WSNA, SEIU 1199NW and UFCW 21 issued a joint statement following passage of the Breaks and Overtime Protection bill:

“After nearly a decade of work by thousands of hospital nurses, techs, patients and supporters, Washington is joining many other states, including Oregon and California, in better protecting hospital patients. By guaranteeing rest breaks to nurses and other frontline caregivers during their long shifts, and prohibiting mandatory overtime, Washington hospitals will reduce the chances for medical errors.”

WSNA shared details of the bill and implementation steps with members at a series of education events held across the state in fall 2019 and spring 2020.


WSNA works to improve enforcement of the 2017 nurse staffing law

The passage in 2017 of House Bill 1714, which added more structure and oversight to the Nurse Staffing Law, was a big victory. But, as with all legislation, it’s only as effective as it works in the field.

The bill included a requirement for the Washington State Department of Health (DOH) to submit a report to the legislature on Dec. 31, 2020. WSNA worked to ensure that the report addressed key concerns from nurses about staffing committees and hospital compliance with the law. Our experiences illustrated deficiencies in enforcement of the law, and WSNA filed 22 complaints with the DOH by the end of 2020, supported by the Staffing Concern/Assignment Despite Objection (ADO) forms our members filed to call out problems in their facilities.
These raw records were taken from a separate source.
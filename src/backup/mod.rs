//! Backup retention for the server's world data.
//!
//! A retention cycle copies the world's save files into a timestamped
//! archive and then deletes the oldest archives beyond the configured
//! count. [`BackupScheduler`] runs cycles on a timer and guarantees a
//! cycle never overlaps itself.
//!
//! # Examples
//!
//! ```no_run
//! use std::sync::Arc;
//! use valheim_manager::backup::{BackupRetentionEngine, BackupScheduler, RetentionPolicy};
//!
//! # async fn run() {
//! let policy = RetentionPolicy {
//!     interval_minutes: 30,
//!     retention: 10,
//!     world: "Midgard".to_string(),
//!     source_dir: "/srv/valheim/saves/worlds_local".into(),
//!     destination_dir: "/srv/valheim/backups".into(),
//! };
//! let engine = Arc::new(BackupRetentionEngine::new(policy));
//! let scheduler = BackupScheduler::start(Arc::clone(&engine), engine.policy().interval());
//!
//! // ... later
//! scheduler.shutdown().await;
//! # }
//! ```
mod engine;
mod entry;
mod scheduler;

pub use engine::{BackupRetentionEngine, CycleReservation};
pub use entry::BackupEntry;
pub use scheduler::BackupScheduler;

use std::path::PathBuf;
use std::time::Duration;

/// What to back up, where to, how often, and how many archives to keep.
#[derive(Debug, Clone, PartialEq, Eq)]
pub struct RetentionPolicy {
    /// Minutes between cycles
    pub interval_minutes: u64,
    /// Archives kept per world
    pub retention: usize,
    pub world: String,
    /// Directory holding the world's save files
    pub source_dir: PathBuf,
    /// Directory archives are written to
    pub destination_dir: PathBuf,
}

impl RetentionPolicy {
    pub fn interval(&self) -> Duration {
        Duration::from_secs(self.interval_minutes.saturating_mul(60))
    }
}
use crate::config::{Config, LauncherConfig, ManagerConfig};
use crate::error::ConfigError;

/// Lowest port a server may bind without elevated privileges.
pub const MIN_PORT: i64 = 1024;
pub const MAX_PORT: i64 = 65535;

pub const NAME_LENGTH: (usize, usize) = (1, 20);
pub const PASSWORD_LENGTH: (usize, usize) = (4, 20);

/// One year, in minutes.
pub const MAX_BACKUP_FREQUENCY: i64 = 525_600;
pub const MAX_BACKUP_RETENTION: i64 = 10_000;
/// Longest accepted `serverLocation`, matching Linux `PATH_MAX`.
pub const MAX_PATH_LENGTH: usize = 4096;

/// Checks that `value` is a usable server port.
pub fn validate_port(field: &'static str, value: i64) -> Result<u16, ConfigError> {
    if !(MIN_PORT..=MAX_PORT).contains(&value) {
        return Err(ConfigError::OutOfRange {
            field,
            value,
            min: MIN_PORT,
            max: MAX_PORT,
        });
    }
    Ok(value as u16)
}

/// Checks the character count of a text field.
pub fn validate_length(
    field: &'static str,
    value: &str,
    min: usize,
    max: usize,
) -> Result<(), ConfigError> {
    let len = value.chars().count();
    if len < min || len > max {
        return Err(ConfigError::InvalidLength {
            field,
            len,
            min,
            max,
        });
    }
    Ok(())
}

/// Checks that a count or frequency lies in `1..=max`.
///
/// Non-positive values are an [`ConfigError::InvalidLength`], values above
/// `max` an [`ConfigError::OutOfRange`].
pub fn validate_count(field: &'static str, value: i64, max: i64) -> Result<u64, ConfigError> {
    if value <= 0 {
        return Err(ConfigError::InvalidLength {
            field,
            len: 0,
            min: 1,
            max: max as usize,
        });
    }
    if value > max {
        return Err(ConfigError::OutOfRange {
            field,
            value,
            min: 1,
            max,
        });
    }
    Ok(value as u64)
}

/// Validates the values passed to the dedicated server.
pub fn validate_launcher_config(launcher: &LauncherConfig) -> Result<(), ConfigError> {
    validate_port("launcher.port", launcher.port)?;
    validate_length("launcher.world", &launcher.world, NAME_LENGTH.0, NAME_LENGTH.1)?;
    validate_length("launcher.name", &launcher.name, NAME_LENGTH.0, NAME_LENGTH.1)?;
    validate_length(
        "launcher.password",
        &launcher.password,
        PASSWORD_LENGTH.0,
        PASSWORD_LENGTH.1,
    )?;
    Ok(())
}

/// Validates the manager's own settings.
pub fn validate_manager_config(manager: &ManagerConfig) -> Result<(), ConfigError> {
    validate_count(
        "manager.backupFrequency",
        manager.backup_frequency,
        MAX_BACKUP_FREQUENCY,
    )?;
    validate_count(
        "manager.backupRetention",
        manager.backup_retention,
        MAX_BACKUP_RETENTION,
    )?;
    let location_len = manager.server_location.as_os_str().len();
    if location_len == 0 || location_len > MAX_PATH_LENGTH {
        return Err(ConfigError::InvalidLength {
            field: "manager.serverLocation",
            len: location_len,
            min: 1,
            max: MAX_PATH_LENGTH,
        });
    }
    Ok(())
}

/// Full configuration validation
pub fn validate_config(config: &Config) -> Result<(), ConfigError> {
    validate_manager_config(&config.manager)?;
    validate_launcher_config(&config.launcher)?;
    Ok(())
}

#[cfg(test)]
mod tests {
    use super::*;

    #[test]
    fn test_port_bounds_are_inclusive() {
        assert_eq!(validate_port("port", 1024).unwrap(), 1024);
        assert_eq!(validate_port("port", 65535).unwrap(), 65535);
        assert!(validate_port("port", 1023).is_err());
        assert!(validate_port("port", 65536).is_err());
    }

    #[test]
    fn test_length_counts_characters_not_bytes() {
        // four characters, eight bytes
        assert!(validate_length("password", "øøøø", 4, 20).is_ok());
    }

    #[test]
    fn test_non_positive_counts_rejected() {
        assert!(matches!(
            validate_count("manager.backupRetention", 0, MAX_BACKUP_RETENTION),
            Err(ConfigError::InvalidLength { field: "manager.backupRetention", .. })
        ));
        assert!(validate_count("manager.backupFrequency", -5, MAX_BACKUP_FREQUENCY).is_err());
        assert_eq!(
            validate_count("manager.backupFrequency", 30, MAX_BACKUP_FREQUENCY).unwrap(),
            30
        );
    }

    #[test]
    fn test_counts_have_an_upper_bound() {
        assert_eq!(
            validate_count("manager.backupFrequency", i64::MAX, MAX_BACKUP_FREQUENCY),
            Err(ConfigError::OutOfRange {
                field: "manager.backupFrequency",
                value: i64::MAX,
                min: 1,
                max: MAX_BACKUP_FREQUENCY,
            })
        );
        assert!(validate_count("manager.backupFrequency", MAX_BACKUP_FREQUENCY, MAX_BACKUP_FREQUENCY).is_ok());
    }

    #[test]
    fn test_count_message_is_readable() {
        let err = validate_count("manager.backupFrequency", 0, MAX_BACKUP_FREQUENCY).unwrap_err();
        assert_eq!(
            err.to_string(),
            "manager.backupFrequency must be between 1 and 525600, got 0"
        );

        let err = validate_length("launcher.password", "abc", 4, 20).unwrap_err();
        assert_eq!(
            err.to_string(),
            "launcher.password must be between 4 and 20 characters long, got 3"
        );
    }
}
The Nurse Staffing Law also required that DOH convene a stakeholder group prior to the submission of the Dec. 31, 2020 report to the legislature and named the participants of that group as WSNA, the Washington State Hospital Association, SEIU Healthcare 1199NW and UFCW 21. The group of stakeholders was able to reach agreement on two recommendations to be included in the report: 1. Nurse Staffing Committees should develop and adopt charters, defining the process they will use to review complaints and document decisions, and 2. DOH should clarify the proper agency and procedure to investigate complaints of retaliation specifically prohibited in the law.

WSNA, along with our union partners, made several additional recommendations that will be included in the report’s appendix, including a recommendation that hospitals be required to submit staffing plans to DOH annually using a standard template and making hospital-level nurse staffing committee meetings open unless in executive session.

The current Nurse Staffing Law sunsets in 2023. Over the next biennium, WSNA and the other unions that represent nurses will be working to determine recommended adjustments and next steps.